|
|
 |
 |
Introduction to Salmonella |
|
Salmonella enterica serovar Typhimurium (S. typhimurium) causes enteric disease in humans.
It is a food- and water-borne pathogen that can be easily disseminated in a population: for instance
outbreaks of salmonellosis can occur by contamination of salad. Although salmonellosis can be
controlled by antibiotics, drug resistant and hypervirulent strains are difficult to combat. At
the time of writing, strains simultaneously resistant to seven antibiotics exist. Thus,
understanding the basis of virulence determinants and their response to drugs is an important
feature of controlling infection. Moreover S. typhimurium causes a systemic, typhoid-like
disease in mice. S. typhi, which is responsible for human typhoid fever, has restricted host
specificity. It cannot be studied in mice. S. typhimurium is widely studied because of the
ease of genetic manipulation and a robust murine infection model.
The mammalian intestinal tract is lined by columnar epithelial cells that are covered by glycocalyx
and thick mucus. While the primary functions of intestinal epithelia are adsorptive, they must also
provide a barrier for infections and provide local immunity against pathogens, even while they
tolerate commensal organisms. S. typhimurium breaches the intestinal barrier by infecting
M cells, which are present in the follicle associated epithelium (FAE) containing thinner glycocalyx
and mucous and lymphoid cells at their base. Aggregates of lymphoid follicles are called Peyer's
patches (Peyer 1677) which serve as the inductor arm of the immune system termed gut associated
lymphopid tissue (GALT).
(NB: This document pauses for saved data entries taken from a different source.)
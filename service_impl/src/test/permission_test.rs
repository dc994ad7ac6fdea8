use mockall::predicate::eq;
use service::permission::Authentication;
use service::PermissionService;

use crate::permission::PermissionServiceImpl;
use crate::test::error_test::*;
use crate::user_service::{UserServiceDev, DEV_USER};

fn build_service(
    grant: bool,
    privilege: &'static str,
) -> PermissionServiceImpl<dao::MockPermissionDao, service::user_service::MockUserService> {
    let mut permission_dao = dao::MockPermissionDao::new();
    permission_dao
        .expect_has_privilege()
        .with(eq("TESTUSER"), eq(privilege))
        .returning(move |_, _| Ok(grant));

    let mut user_service = service::user_service::MockUserService::new();
    user_service
        .expect_current_user()
        .returning(|_| Ok("TESTUSER".into()));

    PermissionServiceImpl::new(permission_dao.into(), user_service.into())
}

#[tokio::test]
async fn test_check_permission() {
    let permission_service = build_service(true, "hello");
    let result = permission_service.check_permission("hello", ().auth()).await;
    result.expect("Expected successful authorization");
}

#[tokio::test]
async fn test_check_permission_denied() {
    let permission_service = build_service(false, "hello");
    let result = permission_service.check_permission("hello", ().auth()).await;
    test_forbidden(&result);
}

#[tokio::test]
async fn test_check_permission_full_authentication_skips_dao() {
    // No expectations registered, the dao must never be consulted.
    let permission_dao = dao::MockPermissionDao::new();
    let user_service = service::user_service::MockUserService::new();
    let permission_service =
        PermissionServiceImpl::new(permission_dao.into(), user_service.into());

    let result = permission_service
        .check_permission("hello", Authentication::Full)
        .await;
    result.expect("Expected full authentication to pass");
}

#[tokio::test]
async fn test_user_service_dev() {
    use service::user_service::UserService;
    let user_service = UserServiceDev;
    assert_eq!(
        DEV_USER,
        user_service.current_user(()).await.unwrap().as_ref()
    );
}
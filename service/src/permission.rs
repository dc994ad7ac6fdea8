use std::fmt::Debug;

use async_trait::async_trait;
use mockall::automock;

use crate::ServiceError;

/// Privilege required for schedule administration and bulk booking resets.
pub const ADMIN_PRIVILEGE: &str = "facility.admin";

/// `Full` is used for internal service-to-service calls and skips every
/// check; `Context` carries the caller identity of the surrounding
/// transport.
#[derive(Clone, Debug, PartialEq, Eq)]
pub enum Authentication<Context: Clone + PartialEq + Eq + Send + Sync + Debug + 'static> {
    Full,
    Context(Context),
}
impl<Context: Clone + Debug + PartialEq + Eq + Send + Sync + 'static> From<Context>
    for Authentication<Context>
{
    fn from(context: Context) -> Self {
        Self::Context(context)
    }
}

#[automock(type Context=();)]
#[async_trait]
pub trait PermissionService {
    type Context: Clone + PartialEq + Eq + Debug + Send + Sync + 'static;

    async fn check_permission(
        &self,
        privilege: &str,
        context: Authentication<Self::Context>,
    ) -> Result<(), ServiceError>;
}
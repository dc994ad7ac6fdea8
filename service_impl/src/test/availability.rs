use std::collections::{HashMap, HashSet};

use courtly_utils::DayOfWeek;
use dao::booking::{MockBookingDao, OccupancyEntity};
use dao::schedule::MockScheduleDao;
use dao::{MockTransaction, MockTransactionDao};
use mockall::predicate::{always, eq};
use service::availability::{AvailabilityService, SlotState};
use service::schedule::ScheduleTimeBlock;
use time::macros::{date, time};
use time::Date;
use uuid::Uuid;

use crate::availability::{project_week, AvailabilityServiceDeps, AvailabilityServiceImpl};
use crate::test::booking::{default_booking_entity, default_user_id};
use crate::test::error_test::*;
use crate::test::schedule::{
    alternate_block_id, default_block_entity, default_block_id, default_schedule_entity,
    default_schedule_id,
};

fn default_block() -> ScheduleTimeBlock {
    ScheduleTimeBlock::from(&default_block_entity())
}

fn monday() -> Date {
    date!(2026 - 08 - 24)
}

#[test]
fn test_project_week_has_seven_columns_per_row() {
    let blocks = [default_block()];
    let week = project_week(
        default_schedule_id(),
        &blocks,
        &HashMap::new(),
        &HashSet::new(),
        monday(),
    );

    assert_eq!(week.from, monday());
    assert_eq!(week.rows.len(), 1);
    assert_eq!(week.rows[0].cells.len(), 7);
    let dates: Vec<Date> = week.rows[0].cells.iter().map(|cell| cell.date).collect();
    assert_eq!(dates[0], monday());
    assert_eq!(dates[6], date!(2026 - 08 - 30));
}

#[test]
fn test_project_week_rows_sorted_by_start_time() {
    let blocks = [
        ScheduleTimeBlock {
            id: alternate_block_id(),
            start: time!(21:45),
            end: time!(22:20),
            ..default_block()
        },
        default_block(),
    ];
    let week = project_week(
        default_schedule_id(),
        &blocks,
        &HashMap::new(),
        &HashSet::new(),
        monday(),
    );

    assert_eq!(week.rows.len(), 2);
    assert!(week.rows[0].start < week.rows[1].start);
    assert_eq!(week.rows[0].start, time!(8:15));
}

#[test]
fn test_project_week_cell_states() {
    // Monday block with capacity 2, full; Tuesday block held by the user;
    // Wednesday block open; the other days carry no block at all.
    let blocks = [
        default_block(),
        ScheduleTimeBlock {
            id: alternate_block_id(),
            day_of_week: DayOfWeek::Tuesday,
            ..default_block()
        },
        ScheduleTimeBlock {
            id: Uuid::from_u128(3),
            day_of_week: DayOfWeek::Wednesday,
            ..default_block()
        },
    ];
    let mut booked_counts = HashMap::new();
    booked_counts.insert((default_block_id(), monday()), 2);
    booked_counts.insert((alternate_block_id(), date!(2026 - 08 - 25)), 1);
    let mut own_occurrences = HashSet::new();
    own_occurrences.insert((alternate_block_id(), date!(2026 - 08 - 25)));

    let week = project_week(
        default_schedule_id(),
        &blocks,
        &booked_counts,
        &own_occurrences,
        monday(),
    );

    let cells = &week.rows[0].cells;
    assert_eq!(cells[0].state, SlotState::Full);
    assert_eq!(cells[0].booked_count, 2);
    assert_eq!(cells[1].state, SlotState::Booked);
    assert_eq!(cells[2].state, SlotState::Available);
    assert_eq!(cells[2].booked_count, 0);
    assert_eq!(cells[3].state, SlotState::Disabled);
    assert_eq!(cells[3].block_id, None);
}

#[test]
fn test_project_week_disabled_beats_own_booking() {
    // A block disabled after the user booked it still renders disabled,
    // with its stored capacity masked to zero.
    let blocks = [ScheduleTimeBlock {
        enabled: false,
        capacity: 5,
        ..default_block()
    }];
    let mut own_occurrences = HashSet::new();
    own_occurrences.insert((default_block_id(), monday()));
    let mut booked_counts = HashMap::new();
    booked_counts.insert((default_block_id(), monday()), 1);

    let week = project_week(
        default_schedule_id(),
        &blocks,
        &booked_counts,
        &own_occurrences,
        monday(),
    );

    let cell = &week.rows[0].cells[0];
    assert_eq!(cell.state, SlotState::Disabled);
    assert_eq!(cell.block_id, Some(default_block_id()));
    assert_eq!(cell.capacity, 0);
    assert_eq!(cell.booked_count, 1);
}

#[test]
fn test_project_week_is_deterministic() {
    let blocks = [default_block()];
    let mut booked_counts = HashMap::new();
    booked_counts.insert((default_block_id(), monday()), 1);
    let own_occurrences = HashSet::new();

    let first = project_week(
        default_schedule_id(),
        &blocks,
        &booked_counts,
        &own_occurrences,
        monday(),
    );
    let second = project_week(
        default_schedule_id(),
        &blocks,
        &booked_counts,
        &own_occurrences,
        monday(),
    );
    assert_eq!(first, second);
}

pub struct AvailabilityServiceDependencies {
    pub schedule_dao: MockScheduleDao,
    pub booking_dao: MockBookingDao,
    pub transaction_dao: MockTransactionDao,
}
impl AvailabilityServiceDeps for AvailabilityServiceDependencies {
    type Context = ();
    type Transaction = MockTransaction;
    type ScheduleDao = MockScheduleDao;
    type BookingDao = MockBookingDao;
    type TransactionDao = MockTransactionDao;
}
impl AvailabilityServiceDependencies {
    pub fn build_service(self) -> AvailabilityServiceImpl<AvailabilityServiceDependencies> {
        AvailabilityServiceImpl {
            schedule_dao: self.schedule_dao.into(),
            booking_dao: self.booking_dao.into(),
            transaction_dao: self.transaction_dao.into(),
        }
    }
}

pub fn build_dependencies() -> AvailabilityServiceDependencies {
    let schedule_dao = MockScheduleDao::new();
    let booking_dao = MockBookingDao::new();
    let mut transaction_dao = MockTransactionDao::new();
    transaction_dao
        .expect_use_transaction()
        .returning(|_| Ok(MockTransaction));
    transaction_dao.expect_commit().returning(|_| Ok(()));

    AvailabilityServiceDependencies {
        schedule_dao,
        booking_dao,
        transaction_dao,
    }
}

#[tokio::test]
async fn test_get_week() {
    let mut deps = build_dependencies();
    deps.schedule_dao
        .expect_find_schedule()
        .with(eq(default_schedule_id()), always())
        .returning(|_, _| Ok(Some(default_schedule_entity())));
    deps.schedule_dao
        .expect_blocks_for_schedule()
        .returning(|_, _| Ok([default_block_entity()].into()));
    deps.booking_dao
        .expect_occupancy_for_schedule()
        .with(
            eq(default_schedule_id()),
            eq(monday()),
            eq(date!(2026 - 08 - 30)),
            always(),
        )
        .returning(|_, _, _, _| {
            Ok([OccupancyEntity {
                schedule_time_block_id: default_block_id(),
                booking_date: monday(),
                booked: 1,
            }]
            .into())
        });
    deps.booking_dao
        .expect_find_for_user_in_window()
        .returning(|_, _, _, _, _| Ok([default_booking_entity()].into()));
    let service = deps.build_service();

    let week = service
        .get_week(
            default_schedule_id(),
            default_user_id(),
            monday(),
            ().auth(),
            None,
        )
        .await
        .expect("Expected availability week");

    assert_eq!(week.schedule_id, default_schedule_id());
    assert_eq!(week.rows.len(), 1);
    // The user's own booking on Monday wins over the raw count.
    assert_eq!(week.rows[0].cells[0].state, SlotState::Booked);
    assert_eq!(week.rows[0].cells[0].booked_count, 1);
}

#[tokio::test]
async fn test_get_week_schedule_not_found() {
    let mut deps = build_dependencies();
    deps.schedule_dao
        .expect_find_schedule()
        .returning(|_, _| Ok(None));
    let service = deps.build_service();

    let result = service
        .get_week(
            default_schedule_id(),
            default_user_id(),
            monday(),
            ().auth(),
            None,
        )
        .await;
    test_schedule_not_found(&result, &default_schedule_id());
}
Thus, entry into epithelial (M) cells and the induction of the immune
response is a critical step in onset of S. typhimurium infection (see Figure 1 below). Subsequent
systemic dissemination of the organism to the liver and spleen (two major organs of bacterial
proliferation) requires infection of macrophages.
|
|
|
Several genetic loci are involved in the virulence of S. typhimurium. Two discrete Type II
secretion systems, regulated by distinct pathogenicity islands SPI-1 and SPI-2, secrete effectors
that modulate vacuolar trafficking functions in host cells. SPI-1 appears to be important to the
establishment of infection while SPI-2 is linked to subsequent proliferation in the vacuole (see
Figure 2 right). Mutants in both SPI-1 and SPI-2 show severe attenuation of disease proliferation
in mice. Although mechanisms by which S. typhimurium effectors interact with host cells are starting
to be elucidated, little is known about the molecular processes that regulate disease. |
 |
|
We have recently shown that cholesterol from the host cell is recruited to the Salmonella-containing
vacuole (SCV) in both macrophages and epithelial cells in a SPI-2-dependent manner. Host proteins
such as GPI-anchored proteins that associate with cholesterol are also recruited, showing that the
SCV perturbs endosomal trafficking. In addition, S. typhimurium perturbs mammalian sterol
metabolism and sterol precursors in host cells.
|
|